GIVEN DATA.
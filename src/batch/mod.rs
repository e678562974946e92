//! Batch orchestration over the ledger
//!
//! A run goes `FetchCatalog -> LoadLedger -> MergeRefresh -> for each item
//! {Select -> Skip | RunPipeline -> RecordResult} -> PersistLedger`. Only the
//! catalog fetch and the ledger load can abort a run; stage failures are
//! recorded on the item and the batch moves on.

use std::path::{Path, PathBuf};
use std::time::Instant;

pub mod prompt;

pub use prompt::{IncludeAll, LinePrompt};

use crate::catalog::{CatalogItem, CatalogSource};
use crate::config::PersistMode;
use crate::ledger::{Ledger, MergeStats};
use crate::output;
use crate::pipeline::{ItemPipeline, ProcessedItem};
use crate::stages::StageResult;
use crate::{Result, TranscriptorError};

/// Operator's answer for one offered item
#[derive(Debug, Clone, Copy, PartialEq, Eq)]
pub enum Decision {
    Include,
    Exclude,
    /// Include this item and every later one without asking again
    IncludeAll,
}

/// Decides which offered items are processed
pub trait SelectionPolicy {
    fn decide(&mut self, item: &CatalogItem) -> Result<Decision>;
}

/// Per-run counts shown at the end of a batch
#[derive(Debug, Default, Clone, Copy, PartialEq, Eq)]
pub struct BatchSummary {
    pub processed: usize,
    pub skipped: usize,
    pub failed: usize,
}

/// Drives a full pass over the ledger
pub struct BatchRunner<'a> {
    pipeline: &'a ItemPipeline,
    policy: Box<dyn SelectionPolicy + 'a>,
    ledger_path: PathBuf,
    persist: PersistMode,
    redo: bool,
}

impl<'a> BatchRunner<'a> {
    pub fn new(
        pipeline: &'a ItemPipeline,
        policy: Box<dyn SelectionPolicy + 'a>,
        ledger_path: impl Into<PathBuf>,
    ) -> Self {
        Self {
            pipeline,
            policy,
            ledger_path: ledger_path.into(),
            persist: PersistMode::EachItem,
            redo: false,
        }
    }

    pub fn with_persist(mut self, persist: PersistMode) -> Self {
        self.persist = persist;
        self
    }

    /// Also offer items that already have a transcript
    pub fn with_redo(mut self, redo: bool) -> Self {
        self.redo = redo;
        self
    }

    /// Full pass: refresh the ledger from `source`, then process it
    pub async fn run(&mut self, source: &dyn CatalogSource) -> Result<(Ledger, BatchSummary)> {
        let (mut ledger, stats) = refresh_ledger(source, &self.ledger_path).await?;
        tracing::info!(
            "Ledger has {} items ({} new, {} refreshed)",
            ledger.len(),
            stats.added,
            stats.refreshed
        );

        let summary = self.process(&mut ledger).await?;
        Ok((ledger, summary))
    }

    /// Pass over the stored ledger without contacting the catalog
    pub async fn run_offline(&mut self) -> Result<(Ledger, BatchSummary)> {
        let mut ledger = Ledger::load(&self.ledger_path)?;
        let summary = self.process(&mut ledger).await?;
        Ok((ledger, summary))
    }

    /// Offer every eligible item, run the selected ones and record outcomes
    pub async fn process(&mut self, ledger: &mut Ledger) -> Result<BatchSummary> {
        let started = Instant::now();
        let mut summary = BatchSummary::default();
        let mut include_all = false;

        for index in 0..ledger.len() {
            let item = match ledger.item_mut(index) {
                Some(item) => item,
                None => break,
            };
            if item.is_done() && !self.redo {
                continue;
            }

            let include = if include_all {
                true
            } else {
                match self.policy.decide(item)? {
                    Decision::Include => true,
                    Decision::Exclude => false,
                    Decision::IncludeAll => {
                        include_all = true;
                        true
                    }
                }
            };

            if !include {
                item.mark_skipped();
                summary.skipped += 1;
                tracing::debug!("Skipped {}", item.id);
                self.persist_item(ledger)?;
                continue;
            }

            tracing::info!("Processing {} ({})", item.id, item.title);
            let outcome = self.pipeline.process(item).await;
            output::report_item(item, &outcome);
            record_outcome(item, &outcome, &mut summary);
            self.persist_item(ledger)?;
        }

        if self.persist == PersistMode::EndOfBatch {
            ledger.save(&self.ledger_path)?;
        }

        tracing::info!(
            "Batch finished in {:.1?}: {} processed, {} skipped, {} failed",
            started.elapsed(),
            summary.processed,
            summary.skipped,
            summary.failed
        );
        Ok(summary)
    }

    fn persist_item(&self, ledger: &Ledger) -> Result<()> {
        if self.persist == PersistMode::EachItem {
            ledger.save(&self.ledger_path)?;
        }
        Ok(())
    }
}

/// FetchCatalog, LoadLedger, MergeRefresh and PersistLedger
pub async fn refresh_ledger(source: &dyn CatalogSource, ledger_path: &Path) -> Result<(Ledger, MergeStats)> {
    let fetched = source.fetch_catalog().await.map_err(|e| {
        match e.downcast::<TranscriptorError>() {
            Ok(fatal) => anyhow::Error::new(fatal),
            Err(other) => TranscriptorError::Fetch(format!("{:#}", other)).into(),
        }
    })?;
    tracing::info!("Fetched {} catalog items", fetched.len());

    let mut ledger = Ledger::load(ledger_path)?;
    let stats = ledger.merge_refresh(fetched);
    ledger.save(ledger_path)?;

    Ok((ledger, stats))
}

/// Apply a pipeline outcome to the item it was run for
pub fn record_outcome(item: &mut CatalogItem, outcome: &StageResult<ProcessedItem>, summary: &mut BatchSummary) {
    match outcome {
        Ok(processed) => {
            item.mark_done(processed.transcript_link.clone());
            summary.processed += 1;
        }
        Err(failure) => {
            tracing::warn!("{} failed at {}: {}", item.id, failure.stage, failure.reason);
            item.mark_failed();
            summary.failed += 1;
        }
    }
}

YOUR OBJECTIVE.
How many lines in the entries above hold the string "struct"? Answer with the number and nothing more.

TASK ANSWER.
2